FUNDING OF SENIORS HEALTH
CARE FACILITIES IN CARIBOO REGION
B. Simpson: Yesterday when I posed my final question about Deni House to the Minister of Health, the minister posed a challenge to me knowing full well I could not respond to it given the rules of the House. The challenge was as follows: "We're about to make a huge investment in Quesnel in a place called Dunrovin Lodge. I challenge the member to get up and tell us whether he wants us to make that investment in Quesnel or not."
To the minister: is that a threat? Because I'm standing up….
Mr. Speaker: Members. Members.
Continue, member for Cariboo North.
B. Simpson: Is it because I'm standing up and defending the rights of seniors in Williams Lake that this minister has the audacity, when I cannot respond to him, to ask me whether or not they should continue an investment in Quesnel that is already committed to?
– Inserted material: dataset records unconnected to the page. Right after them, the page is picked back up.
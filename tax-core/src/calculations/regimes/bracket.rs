use tracing::debug;

use super::RegimeContext;
use crate::TaxLineItem;
use crate::calculations::common::format_percent;
use crate::calculations::{BracketTableLookup, CalculationError, EffectiveRateCalculator};

pub const BRACKET_REGIME_TAX: &str = "Bracket Regime Tax";
/// Label used once the reform is in full effect; bracket-regime rules for
/// the reformed system are not yet defined, so the legacy value is kept.
pub const BRACKET_REGIME_PENDING: &str = "Bracket Regime Tax (pending definition)";

pub(super) fn line_items(ctx: &RegimeContext<'_>) -> Result<Vec<TaxLineItem>, CalculationError> {
    let request = ctx.request;
    let table = BracketTableLookup::new(ctx.reference, ctx.config.rates.ratio_routing_threshold)
        .resolve(
            &request.activity_code,
            request.trailing_revenue,
            request.trailing_payroll,
        )?;

    let result = EffectiveRateCalculator::new(table)
        .calculate(request.trailing_revenue, request.revenue)?;
    debug!(
        table = %table.id,
        bracket = result.order_index,
        effective_rate = %result.effective_rate,
        "bracket selected"
    );

    let name = if request.simulation_year >= ctx.config.calendar.full_reform_year() {
        BRACKET_REGIME_PENDING
    } else {
        BRACKET_REGIME_TAX
    };

    Ok(vec![
        TaxLineItem::on_revenue(name, result.monthly_payable)
            .with_rate(format_percent(result.effective_rate)),
    ])
}
//! TOML loader for [`EngineConfig`].
//!
//! Every key is optional; anything left out keeps its default. Rates may be
//! written as strings (`"0.15"`) or as TOML floats.
//!
//! ```toml
//! [calendar]
//! test_year = 2026
//! transition_start_year = 2029
//! transition_window_length = 4
//!
//! [rates]
//! corporate_income = "0.15"
//! reduced_service_tax_codes = ["6201-5/01"]
//! ```

use std::path::Path;

use tax_core::{ConfigError, EngineConfig};
use thiserror::Error;
use tracing::debug;

/// Errors that can occur while loading an engine configuration.
#[derive(Debug, Error)]
pub enum ConfigLoadError {
    #[error("failed to read '{path}': {source}")]
    Io {
        path: String,
        #[source]
        source: std::io::Error,
    },

    #[error("invalid TOML: {0}")]
    Parse(#[from] toml::de::Error),

    #[error("invalid configuration: {0}")]
    Invalid(#[from] ConfigError),
}

/// Parse and validate a configuration from TOML text.
pub fn load_from_str(input: &str) -> Result<EngineConfig, ConfigLoadError> {
    let config: EngineConfig = toml::from_str(input)?;
    config.validate()?;
    debug!(
        test_year = config.calendar.test_year,
        transition_start = config.calendar.transition_start_year,
        full_reform = config.calendar.full_reform_year(),
        "engine configuration loaded"
    );
    Ok(config)
}

/// Read a TOML file from disk and delegate to [`load_from_str`].
pub fn load_from_file(path: &Path) -> Result<EngineConfig, ConfigLoadError> {
    let contents = std::fs::read_to_string(path).map_err(|source| ConfigLoadError::Io {
        path: path.display().to_string(),
        source,
    })?;
    load_from_str(&contents)
}

#[cfg(test)]
mod tests {
    use pretty_assertions::assert_eq;
    use rust_decimal_macros::dec;

    use super::*;

    #[test]
    fn test_empty_input_is_default() {
        let config = load_from_str("").expect("empty config is valid");
        assert_eq!(config, EngineConfig::default());
    }

    #[test]
    fn test_partial_override_keeps_other_defaults() {
        let config = load_from_str(
            r#"
            [calendar]
            transition_start_year = 2030

            [rates]
            surtax = "0.12"
            "#,
        )
        .expect("valid config");

        assert_eq!(config.calendar.transition_start_year, 2030);
        assert_eq!(config.calendar.test_year, 2026);
        assert_eq!(config.rates.surtax, dec!(0.12));
        assert_eq!(config.rates.corporate_income, dec!(0.15));
    }

    #[test]
    fn test_float_rates_are_accepted() {
        let config = load_from_str("[rates]\nunified_federal = 0.09\n").expect("valid config");
        assert_eq!(config.rates.unified_federal, dec!(0.09));
    }

    #[test]
    fn test_out_of_range_rate_is_rejected() {
        let err = load_from_str("[rates]\nsocial_contribution = \"1.5\"\n").unwrap_err();

        match err {
            ConfigLoadError::Invalid(ConfigError::RateOutOfRange(name, value)) => {
                assert_eq!(name, "social_contribution");
                assert_eq!(value, dec!(1.5));
            }
            other => panic!("expected RateOutOfRange, got {other:?}"),
        }
    }

    #[test]
    fn test_calendar_out_of_order_is_rejected() {
        let err = load_from_str("[calendar]\ntest_year = 2030\ntransition_start_year = 2029\n")
            .unwrap_err();

        assert!(
            matches!(
                err,
                ConfigLoadError::Invalid(ConfigError::CalendarOutOfOrder { .. })
            ),
            "{err:?}"
        );
    }

    #[test]
    fn test_oversized_transition_window_is_rejected() {
        let err = load_from_str("[calendar]\ntransition_window_length = 3000000000\n").unwrap_err();

        assert!(
            matches!(
                err,
                ConfigLoadError::Invalid(ConfigError::SpanTooLong("transition_window_length", _))
            ),
            "{err:?}"
        );
    }

    #[test]
    fn test_transition_start_at_year_limit_is_rejected() {
        let err = load_from_str("[calendar]\ntransition_start_year = 2147483647\n").unwrap_err();

        assert!(
            matches!(
                err,
                ConfigLoadError::Invalid(ConfigError::CalendarOverflow { .. })
            ),
            "{err:?}"
        );
    }

    #[test]
    fn test_malformed_toml_is_parse_error() {
        let err = load_from_str("[rates\nsurtax = 0.1").unwrap_err();
        assert!(matches!(err, ConfigLoadError::Parse(_)), "{err:?}");
    }
}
That sounds like a challenge and a threat to me, and I ask the minister directly: was he threatening public investment in Quesnel because of me defending seniors in Williams Lake?
Mr. Speaker: Members.
Hon. G. Abbott: It is remarkably threatening, I know, for a member of the opposition to have the government spending large amounts of money making major investments in the opposition ridings. I can't imagine how daunting that must be to this particular member.
The other thing that is amazing to me about the way the NDP are conducting themselves on the issue of Deni House is just how shallow they will go, how low they will go in exploiting the frail elderly for their political purposes. It goes even to the point of — as has been a theme other times in this session — ignoring the rule of law, and I think it is unfortunate.
I invite the member again to tell me whether he welcomes that investment. If he doesn't want the investment, he should make it clear to his constituents. But the NDP has to get off this pot. Do they want the investment or don't they? If they don't welcome the investment, they should make it clear that they don't want it.
Mr. Speaker: Members. The member has a supplemental.
B. Simpson: I certainly do, and yes, I want that investment in Quesnel.
Mr. Speaker: Members. Members.
[ Page 6536 ]
B. Simpson: Not only do I want it, but I want it the exact same way that it was done in Quesnel. That's what we've been asking this minister to do.
Northern Health consulted with the community. The community said that they did not want a P3. Northern Health said: "We're not going to do that. We're going to do it publicly."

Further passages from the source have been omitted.